――習近平少年の読書遍歴・・・“あの世代”を育てた書籍(習61)
かくて「10月18日のこの日は僕らの生涯で忘れ難い一日となった。この日午後2時19分53秒、僕らは偉大なる導師、偉大なる領袖、偉大なる統帥、偉大なる舵取りの毛主席との接見を果たした」。その時、紅衛兵の狂おしいばかりの熱気が天安門広場を覆った。
以上が、『一心為公的共産主義戦士蔡永祥』に納められた「我らは蔡永祥同志について行きます!」と題された紅衛兵による追悼文の一部だ。この「蔡永祥同志」こそ、我が身を犠牲にして列車転覆事故を未然に防いだと全国に喧伝され、「毛主席の真正の立派な戦士、プロレタリア文化大革命に身も心も捧げた守り手」なのである。

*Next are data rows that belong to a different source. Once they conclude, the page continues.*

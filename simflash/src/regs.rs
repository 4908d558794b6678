//! Simulated register file.
//!
//! Plain memory, with a few addresses given behaviour:
//!
//! - `$D610`/`$D611` are fed from a keyboard script.  A scripted key only
//!   shows up for a poll that directly follows an empty poll, the way a
//!   waiting loop reads the queue.  A single look at the queue, or draining
//!   it, never takes a key meant for a later prompt.  Keys held at power up
//!   are visible at once.
//! - The attic RAM can be left out, it then reads back all ones.
//! - Every write is logged.

use std::collections::{BTreeMap, VecDeque};

use storage::RegisterFile;

const KEY: u32 = 0xD610;
const MODIFIERS: u32 = 0xD611;
const BORDER: u32 = 0xD020;
const MODEL_ID: u32 = 0xD629;
const CART_LINES: u32 = 0xD67E;
const BOOTSTS_DATA: u32 = 0xD6C5;
const ATTIC_RAM: u32 = 0x800_0000;
const ATTIC_END: u32 = 0x900_0000;

const CTRL: u8 = 0x04;

/// Cartridge lines with nothing plugged in.
pub const LINES_IDLE: u8 = 0x7f;

/// Polls of an empty queue, with nothing left in the script, before the
/// test is considered stuck.
const STUCK_POLLS: usize = 100_000;

#[derive(Debug, Clone, Copy, PartialEq, Eq)]
struct Press {
    code: u8,
    modifiers: u8,
}

pub struct SimRegs {
    memory: BTreeMap<u32, u8>,
    script: VecDeque<Press>,
    /// Key at the head of the queue.
    visible: Option<Press>,
    /// The last access was a poll of `$D610` that found it empty.
    armed: bool,
    held_modifiers: u8,
    empty_polls: usize,
    attic: bool,
    pokes: Vec<(u32, u8)>,
}

impl SimRegs {
    pub fn new(model_id: u8) -> SimRegs {
        let mut regs = SimRegs {
            memory: BTreeMap::new(),
            script: VecDeque::new(),
            visible: None,
            armed: false,
            held_modifiers: 0,
            empty_polls: 0,
            attic: true,
            pokes: Vec::new(),
        };
        regs.set(MODEL_ID, model_id);
        regs.set(CART_LINES, LINES_IDLE);
        regs
    }

    /// Set a register, without logging it as a write.
    pub fn set(&mut self, addr: u32, value: u8) {
        self.memory.insert(addr, value);
    }

    pub fn load(&mut self, addr: u32, bytes: &[u8]) {
        for (i, &b) in bytes.iter().enumerate() {
            self.set(addr + i as u32, b);
        }
    }

    pub fn get(&self, addr: u32) -> u8 {
        self.memory.get(&addr).copied().unwrap_or(0)
    }

    pub fn without_attic(mut self) -> SimRegs {
        self.attic = false;
        self
    }

    /// Make the FPGA look reconfigured since power up.
    pub fn reconfigured(mut self) -> SimRegs {
        self.set(BOOTSTS_DATA, 0x01);
        self
    }

    pub fn cart_lines(mut self, lines: u8) -> SimRegs {
        self.set(CART_LINES, lines);
        self
    }

    /// A key held down at power up.
    pub fn hold_key(&mut self, code: u8) {
        self.visible = Some(Press { code, modifiers: 0 });
    }

    /// Modifiers held for the whole session.
    pub fn hold_modifiers(&mut self, modifiers: u8) {
        self.held_modifiers = modifiers;
    }

    pub fn press(&mut self, code: u8) {
        self.script.push_back(Press { code, modifiers: 0 });
    }

    pub fn press_ctrl(&mut self, code: u8) {
        self.script.push_back(Press { code, modifiers: CTRL });
    }

    pub fn type_text(&mut self, text: &str) {
        for b in text.bytes() {
            self.press(b);
        }
    }

    /// Scripted keys not taken yet.
    pub fn keys_left(&self) -> usize {
        self.script.len() + usize::from(self.visible.is_some())
    }

    /// Every write, in order.
    pub fn pokes(&self) -> &[(u32, u8)] {
        &self.pokes
    }

    /// Colours written to the border.
    pub fn border_history(&self) -> Vec<u8> {
        self.pokes
            .iter()
            .filter(|(addr, _)| *addr == BORDER)
            .map(|(_, value)| *value)
            .collect()
    }

    fn next_key(&mut self) -> u8 {
        if self.visible.is_none() && self.armed {
            self.visible = self.script.pop_front();
        }
        match self.visible {
            Some(press) => {
                self.empty_polls = 0;
                press.code
            }
            None => {
                self.armed = true;
                if self.script.is_empty() {
                    self.empty_polls += 1;
                    if self.empty_polls > STUCK_POLLS {
                        panic!("waiting for a key, but the keyboard script is used up");
                    }
                }
                0
            }
        }
    }
}

impl RegisterFile for SimRegs {
    fn peek(&mut self, addr: u32) -> u8 {
        match addr {
            KEY => return self.next_key(),
            // Read along with the key, does not count as another access.
            MODIFIERS => return self.held_modifiers | self.visible.map_or(0, |p| p.modifiers),
            _ => {}
        }
        self.armed = false;
        match addr {
            ATTIC_RAM..=ATTIC_END if !self.attic => 0xff,
            _ => self.get(addr),
        }
    }

    fn poke(&mut self, addr: u32, value: u8) {
        self.pokes.push((addr, value));
        self.armed = false;
        match addr {
            KEY => self.visible = None,
            ATTIC_RAM..=ATTIC_END if !self.attic => {}
            _ => self.set(addr, value),
        }
    }
}
//! The 40 column text screen.

use core::fmt::Write;

use heapless::String;
use megaflash::charmap::ascii_to_screen;
use megaflash::diag::{BootDebug, Diagnostics};
use megaflash::hw::{colour, key, reg};
use megaflash::screen::SlotRow;
use megaflash::{Notice, Screen};
use storage::RegisterFile;

const SCREEN_RAM: u32 = 0x0400;
const COLOUR_RAM: u32 = 0xD800;
const COLUMNS: u8 = 40;
const ROWS: u8 = 25;

const BADGE_COLUMN: u8 = 35;

/// Screen code of a space.
const BLANK: u8 = 0x20;

type Line = String<40>;

pub struct TextScreen<R> {
    regs: R,
    x: u8,
    y: u8,
    ink: u8,
}

impl<R: RegisterFile> TextScreen<R> {
    pub fn new(regs: R) -> Self {
        TextScreen { regs, x: 0, y: 0, ink: colour::WHITE }
    }

    fn put(&mut self, x: u8, y: u8, code: u8, ink: u8) {
        if x >= COLUMNS || y >= ROWS {
            return;
        }
        let cell = u32::from(y) * u32::from(COLUMNS) + u32::from(x);
        self.regs.poke(SCREEN_RAM + cell, code);
        self.regs.poke(COLOUR_RAM + cell, ink);
    }

    /// Write ASCII text at a position, without moving the cursor.
    fn text_at(&mut self, x: u8, y: u8, text: &[u8], ink: u8) {
        for (i, &a) in text.iter().enumerate() {
            self.put(x + i as u8, y, ascii_to_screen(a), ink);
        }
    }

    /// Write screen codes at a position.
    fn codes_at(&mut self, x: u8, y: u8, codes: &[u8], ink: u8) {
        for (i, &c) in codes.iter().enumerate() {
            self.put(x + i as u8, y, c, ink);
        }
    }

    /// Write PETSCII text, as the labels are.
    fn petscii_at(&mut self, x: u8, y: u8, text: &[u8], ink: u8) {
        for (i, &p) in text.iter().enumerate() {
            self.put(x + i as u8, y, petscii_to_screen(p), ink);
        }
    }

    /// Write ASCII text at the cursor, wrapping at the screen edge.
    fn print(&mut self, text: &[u8]) {
        for &a in text {
            if a == b'\n' || self.x >= COLUMNS {
                self.newline();
                if a == b'\n' {
                    continue;
                }
            }
            self.put(self.x, self.y, ascii_to_screen(a), self.ink);
            self.x += 1;
        }
    }

    fn println(&mut self, text: &[u8]) {
        self.print(text);
        self.newline();
    }

    fn newline(&mut self) {
        self.x = 0;
        if self.y + 1 < ROWS {
            self.y += 1;
        }
    }

    fn highlight_line(&mut self, y: u8, ink: u8) {
        for x in 0..COLUMNS {
            let cell = u32::from(y) * u32::from(COLUMNS) + u32::from(x);
            self.regs.poke(COLOUR_RAM + cell, ink | REVERSE);
        }
    }
}

/// Colour RAM bit shown as reverse video.
const REVERSE: u8 = 0x20;

/// Labels are PETSCII, the screen wants screen codes.
fn petscii_to_screen(p: u8) -> u8 {
    match p {
        0x40..=0x5f => p - 0x40,
        0x60..=0x7f => p - 0x20,
        0xa0..=0xbf => p - 0x40,
        0xc0..=0xfe => p - 0x80,
        0xff => 0x5e,
        _ => p,
    }
}

impl<R: RegisterFile> Screen for TextScreen<R> {
    fn clear(&mut self) {
        for y in 0..ROWS {
            for x in 0..COLUMNS {
                self.put(x, y, BLANK, colour::WHITE);
            }
        }
        self.regs.poke(reg::BORDER, colour::BLACK);
        self.regs.poke(reg::BACKGROUND, colour::BLUE);
        self.x = 0;
        self.y = 0;
        self.ink = colour::WHITE;
    }

    fn slot_row(&mut self, row: &SlotRow<'_>) {
        let y = row.index as u8 * 3;
        let digit = b'0' + row.index as u8;
        let number = if row.default_slot { [b'>', digit, b'<'] } else { [b'(', digit, b')'] };

        self.text_at(1, y, &number, colour::WHITE);
        self.petscii_at(5, y, row.name.as_bytes(), colour::WHITE);
        if let Some(version) = row.version {
            self.petscii_at(5, y + 1, version.as_bytes(), colour::WHITE);
        }
        for (i, badge) in row.badges.iter().enumerate() {
            self.codes_at(BADGE_COLUMN, y + i as u8, badge, colour::YELLOW);
        }
        if let Some(ink) = row.highlight {
            self.highlight_line(y, ink);
            self.highlight_line(y + 1, ink);
        }
    }

    fn footer(&mut self, slot_count: usize) {
        let last = slot_count.saturating_sub(1);
        let mut line = Line::new();
        let _ = write!(line, "0-{} = Launch Core.  CTRL 1-{} = Edit Slot", last, last);
        self.text_at(0, ROWS - 1, line.as_bytes(), colour::WHITE);
        self.highlight_line(ROWS - 1, colour::WHITE);
    }

    fn notice(&mut self, notice: Notice) {
        let mut line = Line::new();
        match notice {
            Notice::JtagBoot => {
                self.println(b"WARNING: This core was started via");
                self.println(b"JTAG. Other cores can not be launched");
                self.println(b"from this menu, flashing still works.");
                self.newline();
            }
            Notice::NoAtticRam => {
                self.println(b"WARNING: No attic RAM found. The");
                self.println(b"flasher needs it, so flashing has");
                self.println(b"been disabled.");
                self.newline();
            }
            Notice::SlotDamaged(slot) => {
                let _ = write!(line, "WARNING: Flash slot {} seems to be", slot);
                self.println(line.as_bytes());
                self.println(b"messed up. Erase or re-flash the slot");
                self.println(b"to avoid seeing this message again.");
                self.newline();
            }
            Notice::PressAnyKey => self.println(b"Press almost any key to continue..."),
            Notice::UnknownModel(id) => {
                let _ = write!(line, "Unknown hardware model id ${:02X}", id);
                self.newline();
                self.println(line.as_bytes());
            }
            Notice::NoFallbackCore => {
                self.println(b" ** No MEGA65 core in slot 1 found! **");
                self.newline();
                self.println(b"A failed slot 0 update can only be");
                self.println(b"undone with a JTAG adapter or a MEGA65");
                self.println(b"core in slot 1.");
                self.newline();
                self.print(b"Type CONFIRM, or <RUN/STOP> to abort: ");
            }
            Notice::Slot0Risk => {
                self.println(b" ** You are about to replace slot 0! **");
                self.newline();
                self.println(b"If this fails or is interrupted, the");
                self.println(b"MEGA65 needs the JTAG recovery, or the");
                self.println(b"core in slot 1, to start again.");
                self.newline();
                self.print(b"Type CONFIRM, or <RUN/STOP> to abort: ");
            }
            Notice::ConfirmReflash(slot) => {
                let _ = write!(line, "Replace the content of slot {}?", slot);
                self.println(line.as_bytes());
                self.newline();
                self.print(b"Type CONFIRM, or <RUN/STOP> to abort: ");
            }
            Notice::CannotReconfigure => {
                self.println(b"Can not launch cores, the FPGA can");
                self.println(b"not be reconfigured from this core.");
                self.newline();
            }
        }
    }

    fn echo(&mut self, code: u8) {
        if code == key::INST_DEL {
            if self.x > 0 {
                self.x -= 1;
                self.put(self.x, self.y, BLANK, self.ink);
            }
            return;
        }
        self.print(&[code]);
    }

    fn diagnostics(&mut self, diag: &Diagnostics) {
        let mut line = Line::new();
        self.newline();
        self.println(b"  Core hash:");
        let jtag: &str = if diag.jtag_boot { " (booted via JTAG)" } else { "" };
        let _ = write!(line, "    {:08x}{}", diag.core_hash, jtag);
        self.println(line.as_bytes());
        self.println(b"  Slot 0 Version:");
        self.print(b"    ");
        let (x, y) = (self.x, self.y);
        self.petscii_at(x, y, diag.slot0_version.as_bytes(), self.ink);
        self.newline();
        self.newline();

        let p = diag.platform;
        self.println(b"  Hardware information");
        line.clear();
        let _ = write!(line, "    Model ID:   ${:02X}", p.model_id);
        self.println(line.as_bytes());
        line.clear();
        let _ = write!(line, "    Model name: {}", p.name);
        self.println(line.as_bytes());
        line.clear();
        let _ = write!(line, "    Slots:      {} (each {}MB)", p.slot_count, p.slot_mb);
        self.println(line.as_bytes());

        if let Some(boot) = diag.boot {
            self.newline();
            line.clear();
            let _ = write!(line, "  Cartridge: {}", boot.cartridge.name());
            self.println(line.as_bytes());
            line.clear();
            let _ = write!(line, "  Boot Slot: {}", boot.slot);
            self.println(line.as_bytes());
        }
    }

    fn boot_debug(&mut self, debug: &BootDebug) {
        let mut line = Line::new();
        let w = &debug.window;
        self.newline();
        let _ = write!(line, "   DIP4: {}", debug.dip4_slot);
        self.println(line.as_bytes());
        line.clear();
        let _ = write!(
            line,
            "  $D67E: ${:02X} (now ${:02X})",
            debug.latched_lines.0, debug.current_lines.0
        );
        self.println(line.as_bytes());
        line.clear();
        let _ = write!(
            line,
            "  $8004: {:02X} {:02X} {:02X} {:02X} {:02X} {:02X}",
            w[0], w[1], w[2], w[3], w[4], w[5]
        );
        self.println(line.as_bytes());
        line.clear();
        let _ = write!(line, "  $C007:          {:02X} {:02X} {:02X}", w[6], w[7], w[8]);
        self.println(line.as_bytes());
    }
}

いま、いや当時においても彼の“死”の真相を詮索しても無意味だろう。66年10月といえば文革開始直後だ。なにか1つ、衝撃的な話題が欲しかったはずの文革派メディアにとって、願ったり叶ったり。申し分ない宣伝材料であったはずだ。
早速、『人民日報』(11月18日付)が「文化大革命の忠実な守り手」と題する社説を発表し、「蔡永祥同志」の英雄的行為を賞賛し、その壮絶な死を大々的に悼んでみせたのである。
解放軍機関紙『解放軍報』は、「一心を公に捧げた共産主義の戦士 ――身を捨てて紅衛兵専用列車を救った蔡永祥同志に」(10月30日)、「一瞬一秒を争う精神で世界観を改造せよ ――再び一心を公に捧げた共産主義の戦士・蔡永祥同志を論ず」(11月18日)、「革命戦士の頭には私心という雑念が入り込む余地は全く無い ――三たび一心を公に捧げた共産主義の戦士・蔡永祥同志を論ず」(12月1日)と異例の大キャンペーンを3回も張り、激越なアジテーションを繰り返し、全国各地で「蔡永祥同志」を顕彰し学習する運動を巻き起こそうと画策したのである。
『一心為公的共産主義戦士蔡永祥』は上記の社説、毛沢東への思慕の念と毛沢東思想学習の成果が綴られた蔡の日記の一部、全国から寄せられた追悼文を収め、毛沢東思想を学び毛沢東の立派な兵士たらんと奮闘努力する「蔡永祥同志」への賛歌で埋め尽くされる。
表紙を開くと「数限りない烈士は、人民の利益のために我われの進むべき道の前方で英雄的な犠牲を遂げる。彼らの旗を高く掲げ、彼らの犠牲を踏み越えて前進せよ!」と『毛主席語録』の一節が記されている。文革期に出版された書籍の巻頭に『毛主席語録』を掲げた相当に早い段階の1冊と思われる。初版発行32万冊。決して少ない部数ではない。
毛沢東が紅衛兵に与えた“万能の護符”である「造反有理」「革命無罪」は、どのように作用したのか。そのカラクリを『「紅衛兵」選集』(焦毅夫編 大陸出版社)が説いている。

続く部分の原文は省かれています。